Есть тут и комната Синей Бороды – на Лубянке: кто-то в ней был, а те, кто не был, знают о ней массу страшных легенд и зловещих анекдотов. Туда страшно тянет, дверь хочется распахнуть, раскрыть жуткую тайну, смысл которой давно потерян даже для тех, кто уверен, что и разгадывать было нечего. Там есть крупнейшая в мире библиотека запрещенных рукописей – коллекция исповедей, голоса замученных, закованных в железных сейфах скелетов памяти. От этой комнаты – пыточной камеры – исходит эманация, искажающая не только совесть, но и географию изгнания. Так возникают споры о том, похож ли Лондон на Ленинград и где больше Москвы – в Париже или Нью-Йорке? Эмигрант оказывается в двоящейся, двоякой географии, с маршрутами, обрывающимися в провалах памяти о другой стране. И пробираясь мыслительными подземными ходами через мавзолейные склепы по незнакомым площадям, он вдруг вплывает в знакомую комнату эмигранта-приятеля – заставленную, как мемориал, советскими книжками со знакомыми корешками.


8

В подобной географии поиски фиктивной родины неизбежны для того эмигранта, кто не способен довольствоваться частным определением суда истории – кто не способен выделить свою вину в ходе процесса как свое личное дело, как частное, приватное прошлое, прошлое своей семьи, кружка своих друзей. Такой эмигрант претендует на прошлое всей страны, вместе взятой, как на свое собственное. В случае белоэмигрантов речь шла о буквальной географии крупнопоместного прошлого, разграбленного большевиками; в грохоте прибоя «третьей волны» разговор идет о некой, вне советских государственных границ, потаенной России, существующей «подспудно», под советским режимом. Выдумано было даже слово: не «анти-советский», а именно «под-советский» роман, человек, феномен – жертва исторических обстоятельств и всемирной конспирации. Вот уже четвертый десяток лет главный раскол и главный разговор эмиграции завязан в пресловутой дилемме: советское настоящее России – результат порабощения невинного русского народа марсианским диалектическим треножником Маркса-Ленина-Сталина в ходе большевистского нашествия или же это логическое завершение всей дореволюционной истории российского рабства и тирании? В то время как «под-советская» интеллигенция продолжает ломать голову над дилеммой Востока и Запада, создавая фиктивную версию советского происхождения, эмигрантская «вне-советская» интеллигенция пытается выцарапать из советских лап свой фиктивный вариант Родины.

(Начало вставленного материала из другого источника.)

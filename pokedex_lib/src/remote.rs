//! Lookup against a running `pokedex serve` instance instead of PokéAPI.

use std::time::Duration;

use async_trait::async_trait;

use crate::client::LookupService;
use crate::error::PokedexError;
use crate::handler::Envelope;
use crate::transform::DisplayRecord;

/// Message used when a failed response carries no `error` text.
pub const REMOTE_FALLBACK_MESSAGE: &str = "Failed to fetch Pokémon";

pub struct RemoteLookup {
    server_url: String,
    http: reqwest::Client,
}

impl RemoteLookup {
    pub fn new(server_url: &str, timeout: Duration) -> Result<Self, PokedexError> {
        let http = reqwest::Client::builder()
            .timeout(timeout)
            .build()
            .map_err(|e| PokedexError::Remote {
                status: None,
                message: e.to_string(),
            })?;
        Ok(Self {
            server_url: server_url.trim_end_matches('/').to_string(),
            http,
        })
    }
}

#[async_trait]
impl LookupService for RemoteLookup {
    async fn lookup(&self, query: &str) -> Result<DisplayRecord, PokedexError> {
        let url = format!(
            "{}/api/pokemon?q={}",
            self.server_url,
            urlencoding::encode(query)
        );

        let resp = self.http.get(&url).send().await.map_err(|e| {
            tracing::debug!("Remote lookup failed: {}", e);
            PokedexError::Remote {
                status: None,
                message: format!("fetch failed: {}", e),
            }
        })?;
        let status = resp.status();
        let body = resp.text().await.map_err(|e| PokedexError::Remote {
            status: None,
            message: format!("fetch failed: {}", e),
        })?;

        if !status.is_success() {
            let message = match serde_json::from_str::<Envelope>(&body) {
                Ok(Envelope::Failure { error, .. }) if !error.is_empty() => error,
                _ => REMOTE_FALLBACK_MESSAGE.to_string(),
            };
            return Err(PokedexError::Remote {
                status: Some(status.as_u16()),
                message,
            });
        }

        match serde_json::from_str::<Envelope>(&body)? {
            Envelope::Success { data, .. } => Ok(data),
            Envelope::Failure { error, .. } => Err(PokedexError::Remote {
                status: Some(status.as_u16()),
                message: error,
            }),
        }
    }
}
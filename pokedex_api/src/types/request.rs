//! Arguments and result of the fetch primitive.

use std::collections::BTreeMap;

use serde::Serialize;

use crate::Error;

/// First argument of a fetch: either a bare URL or a request record that
/// exposes a `url` field.
#[derive(Serialize, Debug, Clone, PartialEq)]
#[serde(untagged)]
pub enum Resource {
    Url(String),
    Request(Request),
}

impl From<&str> for Resource {
    fn from(url: &str) -> Self {
        Resource::Url(url.to_string())
    }
}

impl From<String> for Resource {
    fn from(url: String) -> Self {
        Resource::Url(url)
    }
}

/// Request record form of a [`Resource`].
#[derive(Serialize, Debug, Clone, PartialEq)]
pub struct Request {
    pub url: String,
    pub method: String,
    #[serde(skip_serializing_if = "BTreeMap::is_empty")]
    pub headers: BTreeMap<String, String>,
}

impl Request {
    pub fn get(url: impl Into<String>) -> Self {
        Self {
            url: url.into(),
            method: "GET".to_string(),
            headers: BTreeMap::new(),
        }
    }
}

/// Optional second fetch argument. Fields present here override the
/// corresponding fields of a [`Request`].
#[derive(Serialize, Debug, Clone, Default, PartialEq)]
pub struct RequestInit {
    #[serde(skip_serializing_if = "Option::is_none")]
    pub method: Option<String>,
    #[serde(skip_serializing_if = "BTreeMap::is_empty")]
    pub headers: BTreeMap<String, String>,
}

impl RequestInit {
    pub fn with_method(mut self, method: &str) -> Self {
        self.method = Some(method.to_string());
        self
    }

    pub fn with_header(mut self, name: &str, value: &str) -> Self {
        self.headers.insert(name.to_string(), value.to_string());
        self
    }
}

/// Argument tuple of the fetch primitive.
pub type FetchArgs = (Resource, Option<RequestInit>);

/// A successful (2xx) upstream response with its body read to a string.
///
/// Serializes as status and url only. The logger serializes every result to
/// describe it, and the body can be large.
#[derive(Serialize, Debug, Clone, PartialEq)]
pub struct FetchResponse {
    pub status: u16,
    pub url: String,
    #[serde(skip_serializing)]
    pub body: String,
}

impl FetchResponse {
    /// Parses the body as JSON.
    pub fn json(&self) -> Result<serde_json::Value, Error> {
        serde_json::from_str(&self.body).map_err(|e| {
            tracing::error!(
                "Failed to parse resource: {} | body: {}",
                e,
                truncate_body(&self.body)
            );
            Error::Decode(e.to_string())
        })
    }
}

pub(crate) fn truncate_body(body: &str) -> String {
    const MAX: usize = 2000;
    if body.len() <= MAX {
        body.to_string()
    } else {
        let mut end = MAX;
        while !body.is_char_boundary(end) {
            end -= 1;
        }
        format!("{}...[truncated]", &body[..end])
    }
}
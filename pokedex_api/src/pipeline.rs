//! The fixed middleware stack every upstream request goes through.

use std::sync::Arc;

use serde::Serialize;

use crate::middleware::{
    base_url_injector, compose, error_translator, logger, BoxedOperation, LogContext, LogSink,
    UrlArg,
};

/// Wraps `target` in the upstream middleware stack.
///
/// Nesting, innermost first:
///
/// 1. base URL injection, so the logged arguments are the final URLs
/// 2. logging, which sees the raw failure before it is rewritten
/// 3. error translation, which sees the rawest failure and is the last thing
///    a caller observes
pub fn assemble<A, R>(
    target: BoxedOperation<A, R>,
    base_url: &str,
    sink: Arc<dyn LogSink>,
) -> BoxedOperation<A, R>
where
    A: UrlArg + Serialize + Send + 'static,
    R: Serialize + Send + 'static,
{
    let context = LogContext::new("GET").with_url(base_url);
    compose(vec![
        base_url_injector(base_url),
        logger(Some(context), sink),
        error_translator(),
    ])(target)
}
mod commands;
mod output;

use std::sync::Arc;

use anyhow::Result;
use clap::{Parser, Subcommand};
use pokedex_lib::{CachedClient, LookupHandler, LookupService, PokedexConfig, RemoteLookup};

use crate::output::OutputFormat;

#[derive(Parser)]
#[command(name = "pokedex")]
#[command(about = "Look up Pokémon from PokéAPI")]
struct Cli {
    /// Output format: table, json, csv, markdown
    #[arg(long, default_value = "table", global = true)]
    output: String,

    /// Query a running `pokedex serve` instance instead of PokéAPI
    #[arg(long, global = true)]
    remote: Option<String>,

    #[command(subcommand)]
    command: Commands,
}

#[derive(Subcommand)]
enum Commands {
    /// Show one Pokémon as a card
    Lookup(commands::lookup::LookupArgs),
    /// Look up several Pokémon and rank them by total base stats
    Rank(commands::rank::RankArgs),
    /// Serve the lookup endpoint over HTTP
    Serve(commands::serve::ServeArgs),
}

#[tokio::main]
async fn main() -> Result<()> {
    dotenvy::dotenv().ok();

    tracing_subscriber::fmt()
        .with_env_filter(
            tracing_subscriber::EnvFilter::from_default_env().add_directive("pokedex=info".parse()?),
        )
        .with_target(false)
        .with_writer(std::io::stderr)
        .init();

    let cli = Cli::parse();
    let config = PokedexConfig::from_env();

    let format = match cli.output.as_str() {
        "json" => OutputFormat::Json,
        "csv" => OutputFormat::Csv,
        "markdown" | "md" => OutputFormat::Markdown,
        _ => OutputFormat::Table,
    };

    match &cli.command {
        Commands::Lookup(args) => {
            let client = build_client(cli.remote.as_deref(), &config)?;
            commands::lookup::run(args, &client, &format).await?
        }
        Commands::Rank(args) => {
            let client = build_client(cli.remote.as_deref(), &config)?;
            commands::rank::run(args, &client, &format).await?
        }
        Commands::Serve(args) => commands::serve::run(args, &config).await?,
    }

    Ok(())
}

fn build_client(remote: Option<&str>, config: &PokedexConfig) -> Result<CachedClient> {
    let service: Arc<dyn LookupService> = match remote {
        Some(url) => Arc::new(RemoteLookup::new(url, config.timeout)?),
        None => Arc::new(LookupHandler::from_config(config)),
    };
    Ok(CachedClient::new(service, config.cache()).with_retry_config(config.retry.clone()))
}
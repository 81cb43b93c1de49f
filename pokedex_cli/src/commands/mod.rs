//! CLI subcommand implementations.

pub mod lookup;
pub mod rank;
pub mod serve;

Для эмигранта-призрака, не нашедшего себе места «на том свете», за железным занавесом, такая фиктивная Родина насущно необходима, потому что без нее «некуда возвращаться», а призрак всегда мыслит «возвращением домой». Этот дом, Родина, Россия не должны иметь ничего общего с советской властью, с советским образом жизни, с советским языком: потому что именно эту «советскую Россию» эмигрант и проклял, отрекся от нее и от нее бежал. Россия, в которую он намеревается вернуться, лишена поэтому настоящего (автоматически советского), и, следовательно, Россия эта – утопическая, Россия будущего. Но образ этой России, ее язык и население, не имея ничего общего с советской историей, ищутся поэтому в дореволюционном прошлом; то есть это своеобразная утопия будущего в прошедшем – форма глагольного времени, существующая, надо сказать, только в английском языке.

Эмиграция есть уэллсовская «машина времени». Советский путешественник без обратного билета, эмигрант выезжает из мира свершившейся революции в мир, где уместен, скорее, словарь дореволюционного прошлого – все эти чеховские закладные, ассигнации, страховки, проценты с капитала, уклонения от налогов и пошлин. С детства нам вдалбливалось, что пролетарская революция неизбежна, неминуема. Поскольку эмигрант попадает в дореволюционную эпоху, значит, остается лишь предрекать наступление Революции. Отсюда – страшный консерватизм эмиграции: в любом антиправительственном выступлении ей видятся попытки большевистского переворота; в любом требовании государственного контроля или благотворительности в правительственном порядке – мерещится советский социализм. Попав, как он считает, в российское прошлое, эмигрант видит во всем зловещие знаки и символы уже однажды свершившегося российского будущего. При этом «машина времени» – отъезд – переносит советского эмигранта в российское прошлое (понятое по-эмигрантски) на территории чужого настоящего, другого языка и географии.

Не все, однако, переводимо с одного языка на другой. Настоящее для эмигранта, мыслящего плохо переводимыми аналогиями из прошлого, становится похожим на голландский сыр: дырки, сквозь которые эмигрант способен разглядеть будущее, как раз там, где эмигрантская память сумела проесть плотную массу чуждого настоящего. Парадоксально, однако, что, «узнав» настоящее путем «проедания», через аналогию с прошлым, эмигрант в это прошлое и проваливается, образовав дыру в настоящем, невосстановимую в будущем. Интерпретируя прошлое через настоящее, он уничтожает настоящее; но, отвергая прошлое, он лишается единственной опоры в настоящем, как бы выбивая из-под себя табуретку, с головой в петле. Таков результат переводческого, интерпретаторского отношения чужеземца к событиям на другом языке: в поисках смысловой «рифмы» с прошлым опытом он расходует настоящее на расшифровку запутанного прошлого или же растрачивает прошлое на растолковывание настоящего, повисая таким образом вне времени – в петле-угрозе сужающегося, затягивающегося будущего из внешних «механических» обстоятельств, которые он принимает за символ конца вообще и наступающей коммунистической революции в частности.